# Collected data entries

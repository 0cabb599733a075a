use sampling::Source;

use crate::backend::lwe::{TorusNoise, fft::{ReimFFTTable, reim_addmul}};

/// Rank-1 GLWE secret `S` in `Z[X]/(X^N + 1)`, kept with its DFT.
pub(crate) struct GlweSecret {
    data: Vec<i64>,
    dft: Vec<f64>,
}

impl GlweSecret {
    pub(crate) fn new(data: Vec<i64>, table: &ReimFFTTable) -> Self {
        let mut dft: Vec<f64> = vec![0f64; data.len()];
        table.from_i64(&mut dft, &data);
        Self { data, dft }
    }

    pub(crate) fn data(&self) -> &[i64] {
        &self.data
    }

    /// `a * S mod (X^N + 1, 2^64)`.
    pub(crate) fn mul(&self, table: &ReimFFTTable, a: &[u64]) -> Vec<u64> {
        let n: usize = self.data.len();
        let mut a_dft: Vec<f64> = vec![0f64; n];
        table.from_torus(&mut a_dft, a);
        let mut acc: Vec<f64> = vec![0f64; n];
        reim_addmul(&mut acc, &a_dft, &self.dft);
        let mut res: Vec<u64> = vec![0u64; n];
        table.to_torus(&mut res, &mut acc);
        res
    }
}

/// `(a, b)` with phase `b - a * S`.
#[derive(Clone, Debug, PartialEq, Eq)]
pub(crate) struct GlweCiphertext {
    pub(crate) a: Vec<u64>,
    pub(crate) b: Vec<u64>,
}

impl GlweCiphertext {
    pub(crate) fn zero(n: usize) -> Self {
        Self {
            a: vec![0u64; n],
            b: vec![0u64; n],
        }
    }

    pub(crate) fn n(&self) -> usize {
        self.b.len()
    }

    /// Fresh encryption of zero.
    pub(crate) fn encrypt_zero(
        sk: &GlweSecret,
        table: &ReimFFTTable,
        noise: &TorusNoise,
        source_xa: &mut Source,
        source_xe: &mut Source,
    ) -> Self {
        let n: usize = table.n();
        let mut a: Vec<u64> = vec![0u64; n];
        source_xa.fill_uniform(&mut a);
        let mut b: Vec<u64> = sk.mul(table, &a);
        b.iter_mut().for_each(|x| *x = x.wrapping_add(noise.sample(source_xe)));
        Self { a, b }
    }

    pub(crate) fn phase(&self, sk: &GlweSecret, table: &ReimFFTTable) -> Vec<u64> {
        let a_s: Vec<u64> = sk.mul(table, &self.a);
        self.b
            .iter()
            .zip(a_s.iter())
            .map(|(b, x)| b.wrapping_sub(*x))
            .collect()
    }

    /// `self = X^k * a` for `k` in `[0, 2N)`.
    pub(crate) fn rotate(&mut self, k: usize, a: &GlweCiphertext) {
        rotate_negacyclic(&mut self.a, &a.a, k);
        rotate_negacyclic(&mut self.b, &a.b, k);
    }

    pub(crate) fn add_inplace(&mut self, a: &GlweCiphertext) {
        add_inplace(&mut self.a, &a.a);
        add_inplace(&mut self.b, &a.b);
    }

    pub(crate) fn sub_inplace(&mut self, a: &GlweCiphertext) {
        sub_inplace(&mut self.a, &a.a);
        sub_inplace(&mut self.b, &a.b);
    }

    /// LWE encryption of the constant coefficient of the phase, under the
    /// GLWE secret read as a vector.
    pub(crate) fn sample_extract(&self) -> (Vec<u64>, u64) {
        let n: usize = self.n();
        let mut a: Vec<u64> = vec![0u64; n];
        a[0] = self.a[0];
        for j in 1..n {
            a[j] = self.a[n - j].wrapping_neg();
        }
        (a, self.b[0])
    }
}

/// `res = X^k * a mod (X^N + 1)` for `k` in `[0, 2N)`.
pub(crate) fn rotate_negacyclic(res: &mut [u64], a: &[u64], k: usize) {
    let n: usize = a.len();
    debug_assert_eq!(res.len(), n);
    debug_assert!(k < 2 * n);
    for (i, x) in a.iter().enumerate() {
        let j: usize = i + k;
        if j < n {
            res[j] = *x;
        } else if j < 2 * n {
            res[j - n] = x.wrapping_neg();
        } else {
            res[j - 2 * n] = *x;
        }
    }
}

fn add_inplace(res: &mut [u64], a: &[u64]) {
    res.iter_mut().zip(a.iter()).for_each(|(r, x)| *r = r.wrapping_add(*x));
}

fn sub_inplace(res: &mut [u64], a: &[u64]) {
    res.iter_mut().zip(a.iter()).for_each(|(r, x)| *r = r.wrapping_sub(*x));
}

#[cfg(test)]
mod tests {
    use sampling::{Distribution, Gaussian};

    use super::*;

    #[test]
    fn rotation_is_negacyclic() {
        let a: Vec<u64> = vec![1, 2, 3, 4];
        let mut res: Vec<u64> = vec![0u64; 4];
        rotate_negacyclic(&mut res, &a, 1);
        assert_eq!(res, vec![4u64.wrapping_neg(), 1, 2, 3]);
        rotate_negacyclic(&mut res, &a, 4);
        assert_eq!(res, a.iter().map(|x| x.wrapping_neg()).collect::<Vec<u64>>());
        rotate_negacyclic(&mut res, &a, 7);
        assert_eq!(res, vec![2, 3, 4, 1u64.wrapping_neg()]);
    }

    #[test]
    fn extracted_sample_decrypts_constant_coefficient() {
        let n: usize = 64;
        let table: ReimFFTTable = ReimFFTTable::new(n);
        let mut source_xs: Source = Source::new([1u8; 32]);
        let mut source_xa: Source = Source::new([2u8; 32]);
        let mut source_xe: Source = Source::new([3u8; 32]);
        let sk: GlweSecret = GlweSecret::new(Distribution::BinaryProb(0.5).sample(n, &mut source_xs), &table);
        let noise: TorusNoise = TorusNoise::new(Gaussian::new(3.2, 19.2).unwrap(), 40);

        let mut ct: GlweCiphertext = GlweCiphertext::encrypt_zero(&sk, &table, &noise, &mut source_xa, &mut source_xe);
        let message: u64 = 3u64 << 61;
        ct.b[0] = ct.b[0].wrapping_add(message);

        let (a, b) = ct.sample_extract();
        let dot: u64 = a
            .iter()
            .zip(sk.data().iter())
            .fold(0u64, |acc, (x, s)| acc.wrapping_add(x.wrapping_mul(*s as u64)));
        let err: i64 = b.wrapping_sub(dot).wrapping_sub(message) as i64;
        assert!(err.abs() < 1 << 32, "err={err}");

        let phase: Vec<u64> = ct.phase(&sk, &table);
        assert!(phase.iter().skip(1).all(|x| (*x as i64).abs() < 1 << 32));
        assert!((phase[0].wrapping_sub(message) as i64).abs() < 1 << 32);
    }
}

# TASK
Your task is to copy every line in the entries that holds the string "usize".

# OUTPUT OF THE TASK
        let n: usize = self.data.len();
    pub(crate) fn zero(n: usize) -> Self {
    pub(crate) fn n(&self) -> usize {
        let n: usize = table.n();
    pub(crate) fn rotate(&mut self, k: usize, a: &GlweCiphertext) {
        let n: usize = self.n();
pub(crate) fn rotate_negacyclic(res: &mut [u64], a: &[u64], k: usize) {
    let n: usize = a.len();
        let j: usize = i + k;
        let n: usize = 64;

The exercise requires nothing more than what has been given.